|Publication number||US4233499 A|
|Application number||US 06/018,274|
|Publication date||Nov 11, 1980|
|Filing date||Mar 7, 1979|
|Priority date||Mar 7, 1978|
|Publication number||018274, 06018274, US 4233499 A, US 4233499A, US-A-4233499, US4233499 A, US4233499A|
|Inventors||John A. Formby|
|Original Assignee||John Formby & Company Limited|
|Export Citation||BiBTeX, EndNote, RefMan|
|Patent Citations (6), Referenced by (2), Classifications (7)|
|External Links: USPTO, USPTO Assignment, Espacenet|
1. Technical Field
The present invention relates to conveyor control apparatus for the purpose of controlling the on-loading and off-loading of consignments in relation to a conveyor.
An object of the invention is to permit of on-loading at a multiplicity of stations serially provided in relation to a conveyor, without interference at any station with any consignment already on the conveyor, and off-loading at a multiplicity of off-loading stations likewise serially provided.
A second object is to provide means by which, at any off-loading station, the on-loading point of any consignment to be off-loaded may be indicated and the consignment disposed of in one of a multiplicity of ways, according to the station of on-loading, as, for example, by the placing of the consignment on one of a multiplicity of subsidiary conveyors.
2. Brief Summary of Invention
In one form of the invention there are nine on-loading stations equally spaced apart and nine off-loading stations likewise. At each station there are nine lights, in the form of light emitting diodes, numbered one to nine. If a consignment is placed on the conveyor at station x when the y light is on it will arrive at station y when the x light is on, thus indicating that it was on-loaded at station x, and, moreover, the x light at station y is associated with means to activate a unique one of several off-loading devices at that station, whereby the consignment may be disposed of in a manner appropriate to consignments originating at station x. It is to be understood that x and y each take any of the values one to nine. Thus, if the conveyor is long enough, there may be eighty one consignments on the conveyor at the same time, each following a different route.
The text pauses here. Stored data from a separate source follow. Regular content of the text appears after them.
//! Session store: the id → record map and the operations that mutate it.
//!
//! The store is single-threaded and takes "now" from its caller. The
//! [`SessionManager`](crate::SessionManager) wraps it in a lock and supplies
//! timestamps from its clock.

use std::collections::HashMap;
use std::time::{Duration, Instant};

use chrono::{DateTime, Utc};
use tracing::{debug, trace};

use crate::config::MemoryConfig;
use crate::eviction;
use crate::record::SessionRecord;
use crate::stats::{GlobalStats, SessionStats};

/// Outcome of one sweep.
#[derive(Debug, Clone, Default, PartialEq, Eq)]
pub struct SweepReport {
    /// Ids removed by the age phase.
    pub expired: Vec<String>,
    /// Ids removed by the capacity phase.
    pub evicted: Vec<String>,
    /// Sessions whose history was trimmed by the message pass.
    pub trimmed_sessions: usize,
    /// Messages dropped by the message pass.
    pub trimmed_messages: usize,
    /// Sessions left after the sweep.
    pub remaining: usize,
    /// Wall time spent inside the sweep.
    pub duration: Duration,
}

impl SweepReport {
    /// Number of sessions removed across both phases.
    pub fn removed(&self) -> usize {
        self.expired.len() + self.evicted.len()
    }
}

/// Owns every [`SessionRecord`] and the limits applied to them.
#[derive(Debug)]
pub struct SessionStore<M> {
    sessions: HashMap<String, SessionRecord<M>>,
    config: MemoryConfig,
    next_seq: u64,
}

impl<M> SessionStore<M> {
    /// Create an empty store. `config` is assumed to be validated.
    pub fn new(config: MemoryConfig) -> Self {
        Self {
            sessions: HashMap::new(),
            config,
            next_seq: 0,
        }
    }

    pub fn config(&self) -> &MemoryConfig {
        &self.config
    }

    /// Replace the limits. Existing sessions are only re-checked by the next
    /// update or sweep.
    pub fn set_config(&mut self, config: MemoryConfig) {
        self.config = config;
    }

    pub fn len(&self) -> usize {
        self.sessions.len()
    }

    pub fn is_empty(&self) -> bool {
        self.sessions.is_empty()
    }

    pub fn contains(&self, session_id: &str) -> bool {
        self.sessions.contains_key(session_id)
    }

    /// Ids of every live session, in no particular order.
    pub fn session_ids(&self) -> Vec<String> {
        self.sessions.keys().cloned().collect()
    }

    #[cfg(test)]
    pub(crate) fn get(&self, session_id: &str) -> Option<&SessionRecord<M>> {
        self.sessions.get(session_id)
    }

    /// Create or replace a session.
    ///
    /// If this pushes the store over `max_sessions`, the least recently used
    /// sessions are evicted right away. Returns the evicted ids.
    pub fn register(
        &mut self,
        session_id: &str,
        initial_messages: Vec<M>,
        now: DateTime<Utc>,
    ) -> Vec<String> {
        let seq = self.next_seq;
        self.next_seq += 1;

        let mut record = SessionRecord::new(session_id.to_string(), initial_messages, now, seq);
        record.trim_to(self.config.max_messages_per_session);
        let replaced = self.sessions.insert(session_id.to_string(), record).is_some();

        trace!(
            session_id = %session_id,
            replaced,
            session_count = self.sessions.len(),
            "Session registered"
        );

        if self.sessions.len() <= self.config.max_sessions {
            return Vec::new();
        }

        let victims = eviction::capacity_victims(self.sessions.values(), self.config.max_sessions);
        for id in &victims {
            self.sessions.remove(id);
            debug!(session_id = %id, "Evicting LRU session to make room");
        }
        victims
    }

    /// Append messages to a session and trim it to the per-session cap.
    ///
    /// Unknown ids are ignored. Returns whether the session existed.
    pub fn update(
        &mut self,
        session_id: &str,
        new_messages: impl IntoIterator<Item = M>,
        now: DateTime<Utc>,
    ) -> bool {
        let cap = self.config.max_messages_per_session;
        let Some(record) = self.sessions.get_mut(session_id) else {
            trace!(session_id = %session_id, "Update for unknown session ignored");
            return false;
        };

        record.append(new_messages, now);
        let dropped = record.trim_to(cap);

        trace!(
            session_id = %session_id,
            message_count = record.message_count(),
            dropped,
            "Session updated"
        );
        true
    }

    /// Remove a session, releasing its history. Returns whether it existed.
    pub fn unregister(&mut self, session_id: &str) -> bool {
        let removed = self.sessions.remove(session_id).is_some();
        if removed {
            trace!(session_id = %session_id, "Session unregistered");
        }
        removed
    }

    pub fn session_stats(&self, session_id: &str, now: DateTime<Utc>) -> Option<SessionStats> {
        self.sessions
            .get(session_id)
            .map(|record| SessionStats::of(record, now))
    }

    pub fn global_stats(&self) -> GlobalStats {
        GlobalStats::scan(self.sessions.values())
    }

    /// Run the age phase, the capacity phase and the message-trim pass.
    pub fn sweep(&mut self, now: DateTime<Utc>) -> SweepReport {
        let started = Instant::now();
        let plan = eviction::plan(&self.sessions, &self.config, now);

        for id in &plan.expired {
            self.sessions.remove(id);
            debug!(session_id = %id, "Removing expired session");
        }
        for id in &plan.over_capacity {
            self.sessions.remove(id);
            debug!(session_id = %id, "Evicting least recently used session");
        }

        let cap = self.config.max_messages_per_session;
        let mut trimmed_sessions = 0;
        let mut trimmed_messages = 0;
        for record in self.sessions.values_mut() {
            let dropped = record.trim_to(cap);
            if dropped > 0 {
                trimmed_sessions += 1;
                trimmed_messages += dropped;
            }
        }

        SweepReport {
            expired: plan.expired,
            evicted: plan.over_capacity,
            trimmed_sessions,
            trimmed_messages,
            remaining: self.sessions.len(),
            duration: started.elapsed(),
        }
    }

    /// Remove every session. Returns how many were dropped.
    pub fn clear(&mut self) -> usize {
        let count = self.sessions.len();
        // Replace rather than clear so the map's allocation is released too.
        self.sessions = HashMap::new();
        count
    }

    #[cfg(test)]
    pub(crate) fn get_mut(&mut self, session_id: &str) -> Option<&mut SessionRecord<M>> {
        self.sessions.get_mut(session_id)
    }
}

impl<M: Clone> SessionStore<M> {
    /// Copy of a session's history, oldest first. Does not count as an access.
    pub fn messages(&self, session_id: &str) -> Option<Vec<M>> {
        self.sessions
            .get(session_id)
            .map(|record| record.messages().iter().cloned().collect())
    }
}
//! Bounded in-process session memory.
//!
//! This crate keeps per-conversation state (message history plus access
//! timestamps) under three simultaneous limits:
//! - a cap on the number of sessions, enforced by LRU eviction
//! - a cap on messages per session, enforced on every update by dropping
//!   the oldest messages
//! - a maximum age, measured both from creation and from last access
//!
//! Expired and excess sessions are reclaimed by a sweep, either on demand or
//! from a periodic background task.
//!
//! # Example
//!
//! ```rust,ignore
//! use std::time::Duration;
//! use confidant_session::{MemoryConfig, SessionManager};
//!
//! let config = MemoryConfig::default()
//!     .with_max_sessions(50)
//!     .with_max_age(Duration::from_secs(3600));
//!
//! let sessions: SessionManager<String> = SessionManager::new(config)?;
//! sessions.register_session("chat-1", Vec::new());
//! sessions.update_session("chat-1", ["hello".to_string()]);
//! sessions.start_cleanup()?;
//! ```

mod clock;
mod config;
mod error;
mod eviction;
mod hook;
mod manager;
mod record;
mod scheduler;
mod stats;
mod store;

pub use clock::{Clock, ManualClock, SystemClock};
pub use config::{
    ConfigUpdate, DEFAULT_CLEANUP_INTERVAL, DEFAULT_MAX_AGE, DEFAULT_MAX_MESSAGES_PER_SESSION,
    DEFAULT_MAX_SESSIONS, MAX_CLEANUP_INTERVAL, MemoryConfig, SessionMemorySettings, load_settings,
};
pub use error::{Error, Result};
pub use eviction::{EvictionPlan, capacity_victims, is_expired, plan as plan_eviction};
pub use hook::{EvictionReason, NoopHook, SweepHook};
pub use manager::SessionManager;
pub use record::SessionRecord;
pub use scheduler::Scheduler;
pub use stats::{GlobalStats, SessionStats};
pub use store::{SessionStore, SweepReport};
//! Check-config command - validates a session settings file.

use std::path::PathBuf;

use anyhow::{Context as _, Result};
use clap::Args;
use console::{Style, style};
use confidant_session::{SessionMemorySettings, load_settings};

use super::Context;

/// Arguments for the check-config command.
#[derive(Args, Debug)]
pub struct CheckConfigArgs {
    /// Path to the TOML file (defaults to --config)
    pub path: Option<PathBuf>,
}

/// Run the check-config command.
pub async fn run(args: CheckConfigArgs, ctx: &Context) -> Result<()> {
    let path = args
        .path
        .or_else(|| ctx.config_path.clone())
        .context("no config file given; pass a path or --config")?;

    let config = load_settings(&path).with_context(|| format!("invalid config {}", path.display()))?;
    let settings = SessionMemorySettings::from(&config);

    if ctx.json_output {
        println!("{}", serde_json::to_string_pretty(&settings)?);
        return Ok(());
    }

    let dim = Style::new().dim();
    let green = Style::new().green();

    println!();
    println!("{}", style("Session Memory Limits").bold());
    println!("{}", dim.apply_to("─".repeat(40)));
    println!();
    println!("  {} {}", dim.apply_to("File:"), path.display());
    println!("  {} {}", dim.apply_to("Max sessions:"), settings.max_sessions);
    println!(
        "  {} {}",
        dim.apply_to("Max messages/session:"),
        settings.max_messages_per_session
    );
    println!("  {} {}s", dim.apply_to("Max age:"), settings.max_age_secs);
    println!(
        "  {} {}s",
        dim.apply_to("Cleanup interval:"),
        settings.cleanup_interval_secs
    );
    println!();
    println!("  {}", green.apply_to("● valid"));
    println!();

    Ok(())
}
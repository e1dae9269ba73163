//! Shared utility functions used across multiple modules.

use std::hash::{Hash, Hasher};

/// Normalize optional text by trimming whitespace and removing empties.
///
/// Returns `None` when the input is `None` or the trimmed value is empty.
pub fn normalize_text_option(value: Option<String>) -> Option<String> {
    let value = value?;
    let value = value.trim();
    if value.is_empty() {
        None
    } else {
        Some(value.to_string())
    }
}

/// Stable-per-process hash of an identifier, for logs that must not carry
/// raw device or owner ids.
pub fn fingerprint(value: &str) -> u64 {
    let mut hasher = std::collections::hash_map::DefaultHasher::new();
    value.hash(&mut hasher);
    hasher.finish()
}

/// Truncate text to at most 180 characters for error messages.
pub fn compact_text(value: &str) -> String {
    value.trim().chars().take(180).collect()
}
According to the invention rotary mechanical means adapted to move in correlation with a conveyor having a set of on-loading stations and a set of off-loading stations, is provided with means to apply a set of electrical signals to counting means and hence to decoding means having electrical outputs to gate means, a second set of signals to control the said gate means and a third signal to reset the said counting and decoding means, whereby a cyclical sequence of signals is transmitted to control indicator means associated with the said set of on-loading stations, whereby each member of the set may receive a sequence of signals by which the effective times of on-loading may be indicated in order that consignments on-loaded at such times may reach their respective off-loading stations during periods of activation of off-loading indicator means likewise associated with the set of off-loading stations and activated by like means.
According to an example of the invention, two wheels are driven at different but rationally related speeds in relation to the cyclical movement of a conveyor, so that the said wheels generate a cycle greater than the cycle of either wheel. Mounted in association with the wheels are two opaque discs having sets of concentric transparencies at different radial distances, one pair of such sets, comprising a set from each disc, providing signals in conjunction with photoelectric means to counter means and decoder means, whereby signals are transmitted to distinct channels to control indicator means associated with the said set of on-loading stations, and the said pair of transparencies also providing signals to flipflop means, a second pair of sets of transparencies providing means to reset the said flipflop means and thus to limit the duration of activation of the said indicator means. A third pair of sets is associated with means to reset the said counter means, whereby each member of the said set of on-loading stations may be associated with multiple indicator means by which effective times of on-loading may be indicated in order that consignments on-loaded at such times may reach their respective off-loading stations during periods of activation of off-loading indicators, activated by like means.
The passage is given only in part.